The problem | Go through the lines below and copy each one that holds the string "config".

________________________

use std::sync::Arc;

use common::registry::ShareRegistry;
use common::storage::BlobStore;

use crate::config::AppConfig;

#[derive(Clone)]
pub struct AppState {
    pub blob_store: Arc<dyn BlobStore>,
    pub registry: Arc<dyn ShareRegistry>,
    pub config: AppConfig,
}
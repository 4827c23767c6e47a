mod common;
mod share;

________________________

Response area |
use crate::config::AppConfig;
    pub config: AppConfig,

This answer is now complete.